La caja llegó un jueves por la tarde, todavía tibia del sol. Era de mis padres, que viven a casi mil kilómetros. En la etiqueta decía: “Para Lucía, con todo nuestro amor. Feliz cumpleaños, mi cielo.”
Lucía, que acababa de cumplir ocho años, abrió el paquete con esa mezcla de emoción y torpeza infantil. El papel crujió. Adentro, perfectamente doblado, había un vestido amarillo, de un tono cálido, suave, casi idéntico al que yo misma usé en mis fotos de cumpleaños cuando tenía su edad.
—¡Es precioso! —dijo ella al principio, tocando la tela con las yemas de los dedos.
Pero antes de que pudiera levantarlo del todo, se quedó rígida. La vi tensarse como si alguien la hubiera llamado por su nombre desde un lugar invisible. Su sonrisa se deshizo tan rápido que por un segundo pensé que la imaginaba.
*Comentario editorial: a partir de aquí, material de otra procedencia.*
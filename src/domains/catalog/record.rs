//! Configuration record as stored in the backing store.
//!
//! These types mirror the stored document one-to-one and are only a decoding
//! step: nothing here is trusted until [`ToolSchema::build`] has checked it.
//!
//! [`ToolSchema::build`]: super::ToolSchema::build

use indexmap::IndexMap;
use schemars::JsonSchema;
use serde::{Deserialize, Serialize};
use serde_json::{Map, Value};

use super::error::SchemaError;

/// A stored configuration record describing one tool catalog.
#[derive(Debug, Clone, Serialize, Deserialize, JsonSchema)]
pub struct ConfigRecord {
    /// Unique record name (stored as `name` or `Name`).
    #[serde(alias = "Name")]
    pub name: String,

    /// Target database/collection and descriptive text.
    pub module_info: ModuleInfo,

    /// Tool name to tool definition, in declaration order.
    #[serde(default)]
    pub tools: IndexMap<String, RawToolDefinition>,
}

/// Module metadata: where the tools run and how the module describes itself.
#[derive(Debug, Clone, PartialEq, Serialize, Deserialize, JsonSchema)]
pub struct ModuleInfo {
    /// Target database name.
    pub database: String,

    /// Target collection name.
    pub collection: String,

    /// Human-readable title.
    #[serde(default, skip_serializing_if = "Option::is_none")]
    pub title: Option<String>,

    /// Free-text module description, used as server instructions.
    #[serde(default, skip_serializing_if = "Option::is_none")]
    pub description: Option<String>,
}

/// A tool definition before validation.
#[derive(Debug, Clone, Default, Serialize, Deserialize, JsonSchema)]
pub struct RawToolDefinition {
    /// Free-text description shown to clients.
    #[serde(default)]
    pub description: String,

    /// Parameters that must be supplied or defaulted.
    #[serde(default)]
    pub required: Vec<String>,

    /// Parameter name to parameter spec, in declaration order.
    #[serde(default)]
    pub parameters: IndexMap<String, RawParameterSpec>,

    /// Free-text description of the output (documentation only).
    #[serde(default, skip_serializing_if = "Option::is_none")]
    pub returns: Option<String>,

    /// Search or vector index the tool targets.
    #[serde(default, skip_serializing_if = "Option::is_none")]
    pub index: Option<String>,

    /// Field inclusion/exclusion map applied to results.
    #[serde(default, skip_serializing_if = "Option::is_none")]
    pub projection: Option<Map<String, Value>>,

    /// Explicit tool kind, overriding shape inference.
    #[serde(default, skip_serializing_if = "Option::is_none")]
    pub kind: Option<String>,

    /// Document field holding the embedding vector (vector search only).
    #[serde(default, skip_serializing_if = "Option::is_none")]
    pub vector_path: Option<String>,

    /// Field paths searched by keyword search (text search only).
    #[serde(default, skip_serializing_if = "Option::is_none")]
    pub fields_searched: Option<Vec<String>>,
}

/// A parameter spec before validation.
#[derive(Debug, Clone, Serialize, Deserialize, JsonSchema)]
pub struct RawParameterSpec {
    /// Primitive type name (`string`, `integer`, `float`, `boolean`, `list`, `object`).
    #[serde(rename = "type")]
    pub type_name: String,

    /// Value used when the parameter is absent.
    #[serde(default, skip_serializing_if = "Option::is_none")]
    pub default: Option<Value>,

    /// Bounds, either as an expression (`"1 <= value <= 50"`) or as fields.
    #[serde(default, skip_serializing_if = "Option::is_none")]
    pub constraints: Option<RawConstraint>,

    /// Free-text description shown to clients.
    #[serde(default)]
    pub description: String,
}

/// Stored form of a parameter constraint.
#[derive(Debug, Clone, PartialEq, Serialize, Deserialize, JsonSchema)]
#[serde(untagged)]
pub enum RawConstraint {
    /// A small expression such as `"1 <= value <= 50"` or `"len >= 1"`.
    Expression(String),

    /// Explicit bound fields.
    Bounds(ConstraintBounds),
}

/// Explicit bound fields of a constraint.
#[derive(Debug, Clone, Default, PartialEq, Serialize, Deserialize, JsonSchema)]
#[serde(deny_unknown_fields)]
pub struct ConstraintBounds {
    #[serde(default, alias = "ge", alias = "minimum", skip_serializing_if = "Option::is_none")]
    pub min: Option<f64>,

    #[serde(default, alias = "le", alias = "maximum", skip_serializing_if = "Option::is_none")]
    pub max: Option<f64>,

    #[serde(default, alias = "minLength", alias = "min_len", skip_serializing_if = "Option::is_none")]
    pub min_length: Option<usize>,

    #[serde(default, alias = "maxLength", alias = "max_len", skip_serializing_if = "Option::is_none")]
    pub max_length: Option<usize>,
}

impl ConfigRecord {
    /// Decode a record from a stored JSON document.
    ///
    /// Unknown fields (such as a database `_id`) are ignored.
    pub fn from_document(document: Value) -> Result<Self, SchemaError> {
        serde_json::from_value(document).map_err(|e| SchemaError::Decode(e.to_string()))
    }
}

#[cfg(test)]
mod tests {
    use super::*;
    use serde_json::json;

    #[test]
    fn test_decode_accepts_capitalized_name() {
        let record = ConfigRecord::from_document(json!({
            "_id": {"$oid": "65f0c0ffee00000000000000"},
            "Name": "airbnb",
            "module_info": {"database": "sample_airbnb", "collection": "listingsAndReviews"},
            "tools": {}
        }))
        .unwrap();

        assert_eq!(record.name, "airbnb");
        assert_eq!(record.module_info.collection, "listingsAndReviews");
        assert!(record.tools.is_empty());
    }

    #[test]
    fn test_decode_keeps_tool_order() {
        let record = ConfigRecord::from_document(json!({
            "name": "ordered",
            "module_info": {"database": "db", "collection": "c"},
            "tools": {
                "zeta": {"description": "z"},
                "alpha": {"description": "a"},
                "mid": {"description": "m"}
            }
        }))
        .unwrap();

        let names: Vec<_> = record.tools.keys().map(String::as_str).collect();
        assert_eq!(names, vec!["zeta", "alpha", "mid"]);
    }

    #[test]
    fn test_decode_constraint_forms() {
        let expr: RawConstraint = serde_json::from_value(json!("1 <= value <= 50")).unwrap();
        assert_eq!(expr, RawConstraint::Expression("1 <= value <= 50".to_string()));

        let bounds: RawConstraint = serde_json::from_value(json!({"ge": 1, "le": 50})).unwrap();
        assert_eq!(
            bounds,
            RawConstraint::Bounds(ConstraintBounds {
                min: Some(1.0),
                max: Some(50.0),
                ..Default::default()
            })
        );
    }

    #[test]
    fn test_decode_missing_module_info_fails() {
        let err = ConfigRecord::from_document(json!({"name": "broken"})).unwrap_err();
        assert!(matches!(err, SchemaError::Decode(_)));
    }
}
—¿Qué es esto, mamá? —susurró.
Bajé la mirada al vestido. Y lo entendí.
Sentí cómo el aire se volvía pesado, como si el salón de repente careciera de oxígeno. El vestido, idéntico al mío, tenía algo más: una costura interior descosida, justo en el forro, donde se asomaba una marca oscura, casi imperceptible. Cuando tiré suavemente del borde, salió un pequeño sobre arrugado, de papel fotográfico antiguo.
Dentro había una foto. Una foto que no debió estar allí. Una foto que jamás se tomó con ese vestido.
Yo no lloré. No podía. Tampoco grité. Simplemente actué. Guardé la foto en mi bolsillo, tomé a Lucía de los hombros y le pedí que fuera a su cuarto “a probarse otra cosa”. Ella me miró dudando, pero obedeció.